BEGIN Material provided

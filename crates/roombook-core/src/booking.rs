//! Canonical bookings and the per-room availability window.

use chrono::{DateTime, Utc};
use serde::{Deserialize, Serialize};

use crate::time::TimeWindow;

/// A single reserved interval `[start, end)` of a room.
#[derive(Debug, Clone, PartialEq, Eq, Serialize, Deserialize)]
pub struct Booking {
    pub room_id: String,
    pub start: DateTime<Utc>,
    pub end: DateTime<Utc>,
    /// Opaque label; upstream may redact it.
    pub subject: String,
}

impl Booking {
    /// Creates a booking.
    ///
    /// # Panics
    ///
    /// Panics unless `start < end`.
    pub fn new(
        room_id: impl Into<String>,
        start: DateTime<Utc>,
        end: DateTime<Utc>,
        subject: impl Into<String>,
    ) -> Self {
        assert!(start < end, "Booking start must be < end");
        Self {
            room_id: room_id.into(),
            start,
            end,
            subject: subject.into(),
        }
    }

    /// Stable identifier derived from the room and the interval bounds.
    pub fn id(&self) -> String {
        format!(
            "{}-{}-{}",
            self.room_id,
            self.start.timestamp(),
            self.end.timestamp()
        )
    }

    /// Splits an id produced by [`Booking::id`] into room id and bounds.
    ///
    /// Room ids may contain `-`; the bounds are the last two segments.
    pub fn parse_id(id: &str) -> Option<(&str, DateTime<Utc>, DateTime<Utc>)> {
        let mut parts = id.rsplitn(3, '-');
        let end = parts.next()?.parse::<i64>().ok()?;
        let start = parts.next()?.parse::<i64>().ok()?;
        let room_id = parts.next().filter(|r| !r.is_empty())?;
        let start = DateTime::from_timestamp(start, 0)?;
        let end = DateTime::from_timestamp(end, 0)?;
        (start < end).then_some((room_id, start, end))
    }

    /// `a.start < b.end && b.start < a.end`
    pub fn overlaps(&self, other: &Booking) -> bool {
        self.start < other.end && other.start < self.end
    }

    pub fn contains(&self, dt: DateTime<Utc>) -> bool {
        self.start <= dt && dt < self.end
    }
}

/// Availability of one room over one query window.
///
/// `bookings` are sorted by start and never overlap.
#[derive(Debug, Clone, PartialEq, Eq, Serialize, Deserialize)]
pub struct AvailabilityWindow {
    pub room_id: String,
    pub query_start: DateTime<Utc>,
    pub query_end: DateTime<Utc>,
    pub bookings: Vec<Booking>,
    pub fetched_at: DateTime<Utc>,
    /// The room is not bookable right now because of its daytime policy.
    /// Bookings are reported regardless.
    pub policy_restricted: bool,
}

impl AvailabilityWindow {
    pub fn window(&self) -> TimeWindow {
        TimeWindow::new(self.query_start, self.query_end)
    }

    /// Returns the booking occupying `dt`, if any.
    pub fn booking_at(&self, dt: DateTime<Utc>) -> Option<&Booking> {
        // Sorted and disjoint, so the candidate is the last one starting at or before dt.
        let idx = self.bookings.partition_point(|b| b.start <= dt);
        idx.checked_sub(1)
            .map(|i| &self.bookings[i])
            .filter(|b| b.contains(dt))
    }

    pub fn is_busy_at(&self, dt: DateTime<Utc>) -> bool {
        self.booking_at(dt).is_some()
    }

    /// Gaps between bookings inside the query window.
    pub fn free_slots(&self) -> Vec<TimeWindow> {
        let mut slots = Vec::new();
        let mut cursor = self.query_start;
        for booking in &self.bookings {
            if booking.start > cursor {
                slots.push(TimeWindow::new(cursor, booking.start));
            }
            cursor = cursor.max(booking.end);
        }
        if cursor < self.query_end {
            slots.push(TimeWindow::new(cursor, self.query_end));
        }
        slots
    }
}

#[cfg(test)]
mod tests {
    use super::*;
    use chrono::TimeZone;

    fn utc(y: i32, m: u32, d: u32, h: u32, min: u32, s: u32) -> DateTime<Utc> {
        Utc.with_ymd_and_hms(y, m, d, h, min, s).unwrap()
    }

    fn window_with(bookings: Vec<Booking>) -> AvailabilityWindow {
        AvailabilityWindow {
            room_id: "301".to_string(),
            query_start: utc(2025, 3, 3, 8, 0, 0),
            query_end: utc(2025, 3, 3, 12, 0, 0),
            bookings,
            fetched_at: utc(2025, 3, 3, 7, 0, 0),
            policy_restricted: false,
        }
    }

    #[test]
    fn id_is_derived_from_room_and_bounds() {
        let booking = Booking::new(
            "301",
            utc(2025, 3, 3, 9, 0, 0),
            utc(2025, 3, 3, 10, 0, 0),
            "Seminar",
        );
        assert_eq!(booking.id(), "301-1740992400-1740996000");
    }

    #[test]
    fn parse_id_reverses_id() {
        let booking = Booking::new(
            "lab-a",
            utc(2025, 3, 3, 9, 0, 0),
            utc(2025, 3, 3, 10, 0, 0),
            "Seminar",
        );
        let id = booking.id();
        assert_eq!(
            Booking::parse_id(&id),
            Some(("lab-a", booking.start, booking.end))
        );

        assert_eq!(Booking::parse_id("301-1740996000-1740992400"), None);
        assert_eq!(Booking::parse_id("-1740992400-1740996000"), None);
        assert_eq!(Booking::parse_id("301-x-1740996000"), None);
        assert_eq!(Booking::parse_id("AAMkAGI2TG93AAA="), None);
    }

    #[test]
    #[should_panic(expected = "start must be < end")]
    fn new_rejects_empty_interval() {
        let at = utc(2025, 3, 3, 9, 0, 0);
        Booking::new("301", at, at, "x");
    }

    #[test]
    fn overlap_is_strict() {
        let a = Booking::new("r", utc(2025, 3, 3, 9, 0, 0), utc(2025, 3, 3, 10, 0, 0), "a");
        let b = Booking::new("r", utc(2025, 3, 3, 9, 30, 0), utc(2025, 3, 3, 11, 0, 0), "b");
        let c = Booking::new("r", utc(2025, 3, 3, 10, 0, 0), utc(2025, 3, 3, 11, 0, 0), "c");
        assert!(a.overlaps(&b));
        assert!(!a.overlaps(&c));
    }

    #[test]
    fn booking_at_finds_occupying_interval() {
        let window = window_with(vec![
            Booking::new("301", utc(2025, 3, 3, 9, 0, 0), utc(2025, 3, 3, 10, 0, 0), "a"),
            Booking::new("301", utc(2025, 3, 3, 11, 0, 0), utc(2025, 3, 3, 11, 30, 0), "b"),
        ]);
        assert_eq!(window.booking_at(utc(2025, 3, 3, 9, 30, 0)).unwrap().subject, "a");
        assert!(window.booking_at(utc(2025, 3, 3, 10, 0, 0)).is_none());
        assert!(window.is_busy_at(utc(2025, 3, 3, 11, 0, 0)));
        assert!(!window.is_busy_at(utc(2025, 3, 3, 8, 0, 0)));
    }

    #[test]
    fn free_slots_fill_gaps() {
        let window = window_with(vec![
            Booking::new("301", utc(2025, 3, 3, 8, 0, 0), utc(2025, 3, 3, 9, 0, 0), "a"),
            Booking::new("301", utc(2025, 3, 3, 10, 0, 0), utc(2025, 3, 3, 11, 0, 0), "b"),
        ]);
        assert_eq!(
            window.free_slots(),
            vec![
                TimeWindow::new(utc(2025, 3, 3, 9, 0, 0), utc(2025, 3, 3, 10, 0, 0)),
                TimeWindow::new(utc(2025, 3, 3, 11, 0, 0), utc(2025, 3, 3, 12, 0, 0)),
            ]
        );
    }

    #[test]
    fn free_slots_of_empty_window_is_whole_window() {
        let window = window_with(vec![]);
        assert_eq!(window.free_slots(), vec![window.window()]);
    }
}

END Material provided

* Task details:
Sift through the entries and copy every line with "last".

* Problem solution:
    /// Room ids may contain `-`; the bounds are the last two segments.
        // Sorted and disjoint, so the candidate is the last one starting at or before dt.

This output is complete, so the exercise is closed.